Task details =>
Taking the line with "playing the game." as the first and the line with "self.cash = cash;" as the last, set down exactly every line in that range from the entries below, and no more.

┌────────

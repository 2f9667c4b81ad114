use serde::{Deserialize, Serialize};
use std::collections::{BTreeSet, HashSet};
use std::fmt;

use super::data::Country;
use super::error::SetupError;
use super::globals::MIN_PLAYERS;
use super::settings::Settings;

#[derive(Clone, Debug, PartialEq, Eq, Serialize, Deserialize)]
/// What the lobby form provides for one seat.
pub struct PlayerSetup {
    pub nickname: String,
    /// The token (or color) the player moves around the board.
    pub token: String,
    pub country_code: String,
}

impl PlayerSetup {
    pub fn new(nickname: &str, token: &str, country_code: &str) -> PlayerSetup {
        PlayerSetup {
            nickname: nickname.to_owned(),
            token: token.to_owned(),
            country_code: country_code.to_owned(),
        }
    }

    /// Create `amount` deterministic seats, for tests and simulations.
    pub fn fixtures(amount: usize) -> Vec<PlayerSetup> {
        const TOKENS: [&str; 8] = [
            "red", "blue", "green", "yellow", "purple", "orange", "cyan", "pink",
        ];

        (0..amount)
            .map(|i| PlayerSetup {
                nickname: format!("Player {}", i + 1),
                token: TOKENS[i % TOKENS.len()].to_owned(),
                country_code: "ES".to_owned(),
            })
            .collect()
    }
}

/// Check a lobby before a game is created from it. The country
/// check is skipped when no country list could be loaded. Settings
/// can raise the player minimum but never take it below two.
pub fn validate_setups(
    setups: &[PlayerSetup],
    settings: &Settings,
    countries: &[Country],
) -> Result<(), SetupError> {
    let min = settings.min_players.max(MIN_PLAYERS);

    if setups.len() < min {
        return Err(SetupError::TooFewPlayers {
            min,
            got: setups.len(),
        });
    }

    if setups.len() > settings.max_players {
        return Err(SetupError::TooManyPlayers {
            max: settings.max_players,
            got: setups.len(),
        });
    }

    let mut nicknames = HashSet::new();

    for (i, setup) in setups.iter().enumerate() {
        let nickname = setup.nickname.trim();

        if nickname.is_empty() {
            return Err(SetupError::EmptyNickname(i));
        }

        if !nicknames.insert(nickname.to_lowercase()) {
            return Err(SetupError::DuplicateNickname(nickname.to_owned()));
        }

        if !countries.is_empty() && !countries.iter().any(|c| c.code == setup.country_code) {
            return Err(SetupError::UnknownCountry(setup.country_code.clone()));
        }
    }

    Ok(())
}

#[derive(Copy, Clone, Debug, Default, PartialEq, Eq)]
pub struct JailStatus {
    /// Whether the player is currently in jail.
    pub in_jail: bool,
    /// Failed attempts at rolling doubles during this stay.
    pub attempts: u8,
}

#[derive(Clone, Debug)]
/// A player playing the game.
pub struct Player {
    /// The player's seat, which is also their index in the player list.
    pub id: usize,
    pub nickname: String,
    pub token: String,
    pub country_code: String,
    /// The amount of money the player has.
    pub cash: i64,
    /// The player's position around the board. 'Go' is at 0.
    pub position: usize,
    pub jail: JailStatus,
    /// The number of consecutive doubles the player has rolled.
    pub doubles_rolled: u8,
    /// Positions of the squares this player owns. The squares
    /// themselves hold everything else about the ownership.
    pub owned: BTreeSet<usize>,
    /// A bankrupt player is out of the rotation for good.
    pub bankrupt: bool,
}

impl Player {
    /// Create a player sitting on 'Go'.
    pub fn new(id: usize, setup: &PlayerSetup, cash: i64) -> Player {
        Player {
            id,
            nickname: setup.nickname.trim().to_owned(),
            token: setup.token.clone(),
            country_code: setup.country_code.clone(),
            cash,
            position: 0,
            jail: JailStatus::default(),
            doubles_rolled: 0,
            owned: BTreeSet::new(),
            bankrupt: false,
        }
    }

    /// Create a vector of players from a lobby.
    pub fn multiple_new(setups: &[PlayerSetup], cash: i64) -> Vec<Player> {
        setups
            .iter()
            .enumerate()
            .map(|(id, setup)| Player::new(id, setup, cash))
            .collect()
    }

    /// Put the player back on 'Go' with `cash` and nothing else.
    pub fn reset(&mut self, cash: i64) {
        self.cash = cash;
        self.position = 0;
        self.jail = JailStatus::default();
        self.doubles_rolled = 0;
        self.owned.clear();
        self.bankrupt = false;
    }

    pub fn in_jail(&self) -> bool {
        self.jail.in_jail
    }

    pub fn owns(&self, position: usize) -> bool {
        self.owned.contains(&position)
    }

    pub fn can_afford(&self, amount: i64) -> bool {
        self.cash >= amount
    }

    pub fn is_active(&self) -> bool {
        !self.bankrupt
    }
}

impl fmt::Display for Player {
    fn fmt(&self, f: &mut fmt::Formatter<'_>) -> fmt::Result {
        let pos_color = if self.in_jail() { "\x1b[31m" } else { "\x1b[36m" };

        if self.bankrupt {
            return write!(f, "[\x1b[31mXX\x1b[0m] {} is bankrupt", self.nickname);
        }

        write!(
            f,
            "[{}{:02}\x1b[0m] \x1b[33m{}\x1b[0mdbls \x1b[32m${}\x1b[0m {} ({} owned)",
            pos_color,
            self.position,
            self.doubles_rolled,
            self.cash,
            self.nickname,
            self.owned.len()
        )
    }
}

└────────

Response area =>
/// A player playing the game.
pub struct Player {
    /// The player's seat, which is also their index in the player list.
    pub id: usize,
    pub nickname: String,
    pub token: String,
    pub country_code: String,
    /// The amount of money the player has.
    pub cash: i64,
    /// The player's position around the board. 'Go' is at 0.
    pub position: usize,
    pub jail: JailStatus,
    /// The number of consecutive doubles the player has rolled.
    pub doubles_rolled: u8,
    /// Positions of the squares this player owns. The squares
    /// themselves hold everything else about the ownership.
    pub owned: BTreeSet<usize>,
    /// A bankrupt player is out of the rotation for good.
    pub bankrupt: bool,
}

impl Player {
    /// Create a player sitting on 'Go'.
    pub fn new(id: usize, setup: &PlayerSetup, cash: i64) -> Player {
        Player {
            id,
            nickname: setup.nickname.trim().to_owned(),
            token: setup.token.clone(),
            country_code: setup.country_code.clone(),
            cash,
            position: 0,
            jail: JailStatus::default(),
            doubles_rolled: 0,
            owned: BTreeSet::new(),
            bankrupt: false,
        }
    }

    /// Create a vector of players from a lobby.
    pub fn multiple_new(setups: &[PlayerSetup], cash: i64) -> Vec<Player> {
        setups
            .iter()
            .enumerate()
            .map(|(id, setup)| Player::new(id, setup, cash))
            .collect()
    }

    /// Put the player back on 'Go' with `cash` and nothing else.
    pub fn reset(&mut self, cash: i64) {
        self.cash = cash;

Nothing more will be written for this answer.